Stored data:
#####

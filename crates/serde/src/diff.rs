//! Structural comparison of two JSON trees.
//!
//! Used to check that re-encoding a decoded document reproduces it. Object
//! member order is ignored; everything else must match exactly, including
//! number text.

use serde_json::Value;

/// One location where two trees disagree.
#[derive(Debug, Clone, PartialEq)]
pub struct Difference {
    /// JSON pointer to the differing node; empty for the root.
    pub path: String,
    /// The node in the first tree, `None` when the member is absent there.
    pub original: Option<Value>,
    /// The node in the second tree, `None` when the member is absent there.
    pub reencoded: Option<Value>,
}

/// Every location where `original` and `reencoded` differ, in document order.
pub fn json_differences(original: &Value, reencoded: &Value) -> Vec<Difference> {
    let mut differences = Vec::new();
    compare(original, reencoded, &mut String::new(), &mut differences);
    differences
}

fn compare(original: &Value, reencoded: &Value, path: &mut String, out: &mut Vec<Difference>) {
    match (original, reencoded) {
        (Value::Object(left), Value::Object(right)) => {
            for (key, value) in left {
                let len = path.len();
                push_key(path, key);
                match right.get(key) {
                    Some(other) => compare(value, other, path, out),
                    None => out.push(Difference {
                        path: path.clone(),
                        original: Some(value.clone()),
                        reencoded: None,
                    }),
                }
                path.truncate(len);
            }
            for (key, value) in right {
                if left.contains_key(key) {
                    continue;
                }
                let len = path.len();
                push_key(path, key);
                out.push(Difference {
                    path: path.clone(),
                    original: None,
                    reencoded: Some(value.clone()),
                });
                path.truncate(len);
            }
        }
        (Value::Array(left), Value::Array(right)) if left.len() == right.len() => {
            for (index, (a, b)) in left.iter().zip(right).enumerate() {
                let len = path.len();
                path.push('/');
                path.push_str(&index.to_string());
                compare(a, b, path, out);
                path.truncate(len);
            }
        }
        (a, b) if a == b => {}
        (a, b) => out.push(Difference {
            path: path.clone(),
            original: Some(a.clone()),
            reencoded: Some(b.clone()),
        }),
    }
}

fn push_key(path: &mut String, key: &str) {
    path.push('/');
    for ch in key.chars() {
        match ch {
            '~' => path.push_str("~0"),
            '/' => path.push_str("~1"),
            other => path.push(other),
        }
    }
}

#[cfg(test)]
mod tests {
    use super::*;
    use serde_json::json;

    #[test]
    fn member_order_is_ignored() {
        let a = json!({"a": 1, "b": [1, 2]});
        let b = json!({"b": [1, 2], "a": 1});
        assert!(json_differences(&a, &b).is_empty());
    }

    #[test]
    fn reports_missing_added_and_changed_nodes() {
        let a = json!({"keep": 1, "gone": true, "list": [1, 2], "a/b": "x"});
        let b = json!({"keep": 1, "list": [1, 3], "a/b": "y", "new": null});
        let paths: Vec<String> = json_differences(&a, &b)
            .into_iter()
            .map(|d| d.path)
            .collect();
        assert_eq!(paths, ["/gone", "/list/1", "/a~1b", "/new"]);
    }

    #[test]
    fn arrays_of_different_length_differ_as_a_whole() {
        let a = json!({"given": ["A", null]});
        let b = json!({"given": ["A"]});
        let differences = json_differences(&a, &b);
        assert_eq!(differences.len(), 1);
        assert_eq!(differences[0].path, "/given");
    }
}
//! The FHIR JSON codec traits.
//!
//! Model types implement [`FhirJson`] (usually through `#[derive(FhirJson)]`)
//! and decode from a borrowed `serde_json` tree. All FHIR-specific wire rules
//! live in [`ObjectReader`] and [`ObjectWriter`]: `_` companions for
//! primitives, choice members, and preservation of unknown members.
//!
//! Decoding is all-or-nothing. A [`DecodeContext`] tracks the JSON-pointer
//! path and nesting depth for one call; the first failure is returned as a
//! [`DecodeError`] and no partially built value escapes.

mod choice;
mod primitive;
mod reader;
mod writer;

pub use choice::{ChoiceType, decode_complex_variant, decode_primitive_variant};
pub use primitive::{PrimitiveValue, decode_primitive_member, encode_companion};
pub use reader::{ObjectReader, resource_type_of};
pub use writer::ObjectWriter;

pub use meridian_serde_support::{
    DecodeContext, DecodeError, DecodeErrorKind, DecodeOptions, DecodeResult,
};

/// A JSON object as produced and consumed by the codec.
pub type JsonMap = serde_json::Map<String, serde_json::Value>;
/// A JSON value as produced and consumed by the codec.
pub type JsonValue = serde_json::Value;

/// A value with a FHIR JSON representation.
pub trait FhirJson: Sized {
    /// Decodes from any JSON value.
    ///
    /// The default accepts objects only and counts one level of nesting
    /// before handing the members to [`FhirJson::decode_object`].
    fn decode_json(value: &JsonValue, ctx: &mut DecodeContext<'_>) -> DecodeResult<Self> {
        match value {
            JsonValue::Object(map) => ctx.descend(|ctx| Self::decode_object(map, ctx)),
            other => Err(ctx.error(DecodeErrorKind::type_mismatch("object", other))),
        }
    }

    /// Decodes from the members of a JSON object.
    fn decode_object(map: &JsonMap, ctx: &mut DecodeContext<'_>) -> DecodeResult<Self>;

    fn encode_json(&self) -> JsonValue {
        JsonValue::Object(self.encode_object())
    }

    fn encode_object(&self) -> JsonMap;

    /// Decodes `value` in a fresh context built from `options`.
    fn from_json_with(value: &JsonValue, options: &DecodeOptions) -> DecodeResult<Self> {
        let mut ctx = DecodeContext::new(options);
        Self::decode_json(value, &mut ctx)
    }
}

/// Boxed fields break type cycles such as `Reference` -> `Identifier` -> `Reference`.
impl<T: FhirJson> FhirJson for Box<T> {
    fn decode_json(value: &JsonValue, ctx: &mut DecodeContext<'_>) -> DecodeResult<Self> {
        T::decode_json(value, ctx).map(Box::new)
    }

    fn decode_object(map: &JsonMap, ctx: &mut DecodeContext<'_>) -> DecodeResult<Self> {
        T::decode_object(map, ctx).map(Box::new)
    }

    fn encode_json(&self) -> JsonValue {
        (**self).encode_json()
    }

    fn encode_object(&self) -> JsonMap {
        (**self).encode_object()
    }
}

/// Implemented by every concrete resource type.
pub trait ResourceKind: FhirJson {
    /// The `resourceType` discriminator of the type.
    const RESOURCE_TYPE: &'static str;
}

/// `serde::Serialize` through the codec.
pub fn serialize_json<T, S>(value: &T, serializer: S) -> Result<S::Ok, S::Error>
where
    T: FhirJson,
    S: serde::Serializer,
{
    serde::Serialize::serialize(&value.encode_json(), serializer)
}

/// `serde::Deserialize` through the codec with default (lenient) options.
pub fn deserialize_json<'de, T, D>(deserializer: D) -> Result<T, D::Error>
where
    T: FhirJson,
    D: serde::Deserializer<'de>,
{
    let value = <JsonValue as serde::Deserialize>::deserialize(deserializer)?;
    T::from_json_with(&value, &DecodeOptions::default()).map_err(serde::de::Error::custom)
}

#####

Each line above is to be set down again verbatim.

filename crates/serde/src/diff.rs
//! Structural comparison of two JSON trees.
//!
//! Used to check that re-encoding a decoded document reproduces it. Object
//! member order is ignored; everything else must match exactly, including
//! number text.

use serde_json::Value;

/// One location where two trees disagree.
#[derive(Debug, Clone, PartialEq)]
pub struct Difference {
    /// JSON pointer to the differing node; empty for the root.
    pub path: String,
    /// The node in the first tree, `None` when the member is absent there.
    pub original: Option<Value>,
    /// The node in the second tree, `None` when the member is absent there.
    pub reencoded: Option<Value>,
}

/// Every location where `original` and `reencoded` differ, in document order.
pub fn json_differences(original: &Value, reencoded: &Value) -> Vec<Difference> {
    let mut differences = Vec::new();
    compare(original, reencoded, &mut String::new(), &mut differences);
    differences
}

fn compare(original: &Value, reencoded: &Value, path: &mut String, out: &mut Vec<Difference>) {
    match (original, reencoded) {
        (Value::Object(left), Value::Object(right)) => {
            for (key, value) in left {
                let len = path.len();
                push_key(path, key);
                match right.get(key) {
                    Some(other) => compare(value, other, path, out),
                    None => out.push(Difference {
                        path: path.clone(),
                        original: Some(value.clone()),
                        reencoded: None,
                    }),
                }
                path.truncate(len);
            }
            for (key, value) in right {
                if left.contains_key(key) {
                    continue;
                }
                let len = path.len();
                push_key(path, key);
                out.push(Difference {
                    path: path.clone(),
                    original: None,
                    reencoded: Some(value.clone()),
                });
                path.truncate(len);
            }
        }
        (Value::Array(left), Value::Array(right)) if left.len() == right.len() => {
            for (index, (a, b)) in left.iter().zip(right).enumerate() {
                let len = path.len();
                path.push('/');
                path.push_str(&index.to_string());
                compare(a, b, path, out);
                path.truncate(len);
            }
        }
        (a, b) if a == b => {}
        (a, b) => out.push(Difference {
            path: path.clone(),
            original: Some(a.clone()),
            reencoded: Some(b.clone()),
        }),
    }
}

fn push_key(path: &mut String, key: &str) {
    path.push('/');
    for ch in key.chars() {
        match ch {
            '~' => path.push_str("~0"),
            '/' => path.push_str("~1"),
            other => path.push(other),
        }
    }
}

#[cfg(test)]
mod tests {
    use super::*;
    use serde_json::json;

    #[test]
    fn member_order_is_ignored() {
        let a = json!({"a": 1, "b": [1, 2]});
        let b = json!({"b": [1, 2], "a": 1});
        assert!(json_differences(&a, &b).is_empty());
    }

    #[test]
    fn reports_missing_added_and_changed_nodes() {
        let a = json!({"keep": 1, "gone": true, "list": [1, 2], "a/b": "x"});
        let b = json!({"keep": 1, "list": [1, 3], "a/b": "y", "new": null});
        let paths: Vec<String> = json_differences(&a, &b)
            .into_iter()
            .map(|d| d.path)
            .collect();
        assert_eq!(paths, ["/gone", "/list/1", "/a~1b", "/new"]);
    }

    #[test]
    fn arrays_of_different_length_differ_as_a_whole() {
        let a = json!({"given": ["A", null]});
        let b = json!({"given": ["A"]});
        let differences = json_differences(&a, &b);
        assert_eq!(differences.len(), 1);
        assert_eq!(differences[0].path, "/given");
    }
}
//! The FHIR JSON codec traits.
//!
//! Model types implement [`FhirJson`] (usually through `#[derive(FhirJson)]`)
//! and decode from a borrowed `serde_json` tree. All FHIR-specific wire rules
//! live in [`ObjectReader`] and [`ObjectWriter`]: `_` companions for
//! primitives, choice members, and preservation of unknown members.
//!
//! Decoding is all-or-nothing. A [`DecodeContext`] tracks the JSON-pointer
//! path and nesting depth for one call; the first failure is returned as a
//! [`DecodeError`] and no partially built value escapes.

mod choice;
mod primitive;
mod reader;
mod writer;

pub use choice::{ChoiceType, decode_complex_variant, decode_primitive_variant};
pub use primitive::{PrimitiveValue, decode_primitive_member, encode_companion};
pub use reader::{ObjectReader, resource_type_of};
pub use writer::ObjectWriter;

pub use meridian_serde_support::{
    DecodeContext, DecodeError, DecodeErrorKind, DecodeOptions, DecodeResult,
};

/// A JSON object as produced and consumed by the codec.
pub type JsonMap = serde_json::Map<String, serde_json::Value>;
/// A JSON value as produced and consumed by the codec.
pub type JsonValue = serde_json::Value;

/// A value with a FHIR JSON representation.
pub trait FhirJson: Sized {
    /// Decodes from any JSON value.
    ///
    /// The default accepts objects only and counts one level of nesting
    /// before handing the members to [`FhirJson::decode_object`].
    fn decode_json(value: &JsonValue, ctx: &mut DecodeContext<'_>) -> DecodeResult<Self> {
        match value {
            JsonValue::Object(map) => ctx.descend(|ctx| Self::decode_object(map, ctx)),
            other => Err(ctx.error(DecodeErrorKind::type_mismatch("object", other))),
        }
    }

    /// Decodes from the members of a JSON object.
    fn decode_object(map: &JsonMap, ctx: &mut DecodeContext<'_>) -> DecodeResult<Self>;

    fn encode_json(&self) -> JsonValue {
        JsonValue::Object(self.encode_object())
    }

    fn encode_object(&self) -> JsonMap;

    /// Decodes `value` in a fresh context built from `options`.
    fn from_json_with(value: &JsonValue, options: &DecodeOptions) -> DecodeResult<Self> {
        let mut ctx = DecodeContext::new(options);
        Self::decode_json(value, &mut ctx)
    }
}

/// Boxed fields break type cycles such as `Reference` -> `Identifier` -> `Reference`.
impl<T: FhirJson> FhirJson for Box<T> {
    fn decode_json(value: &JsonValue, ctx: &mut DecodeContext<'_>) -> DecodeResult<Self> {
        T::decode_json(value, ctx).map(Box::new)
    }

    fn decode_object(map: &JsonMap, ctx: &mut DecodeContext<'_>) -> DecodeResult<Self> {
        T::decode_object(map, ctx).map(Box::new)
    }

    fn encode_json(&self) -> JsonValue {
        (**self).encode_json()
    }

    fn encode_object(&self) -> JsonMap {
        (**self).encode_object()
    }
}

/// Implemented by every concrete resource type.
pub trait ResourceKind: FhirJson {
    /// The `resourceType` discriminator of the type.
    const RESOURCE_TYPE: &'static str;
}

/// `serde::Serialize` through the codec.
pub fn serialize_json<T, S>(value: &T, serializer: S) -> Result<S::Ok, S::Error>
where
    T: FhirJson,
    S: serde::Serializer,
{
    serde::Serialize::serialize(&value.encode_json(), serializer)
}

/// `serde::Deserialize` through the codec with default (lenient) options.
pub fn deserialize_json<'de, T, D>(deserializer: D) -> Result<T, D::Error>
where
    T: FhirJson,
    D: serde::Deserializer<'de>,
{
    let value = <JsonValue as serde::Deserialize>::deserialize(deserializer)?;
    T::from_json_with(&value, &DecodeOptions::default()).map_err(serde::de::Error::custom)
}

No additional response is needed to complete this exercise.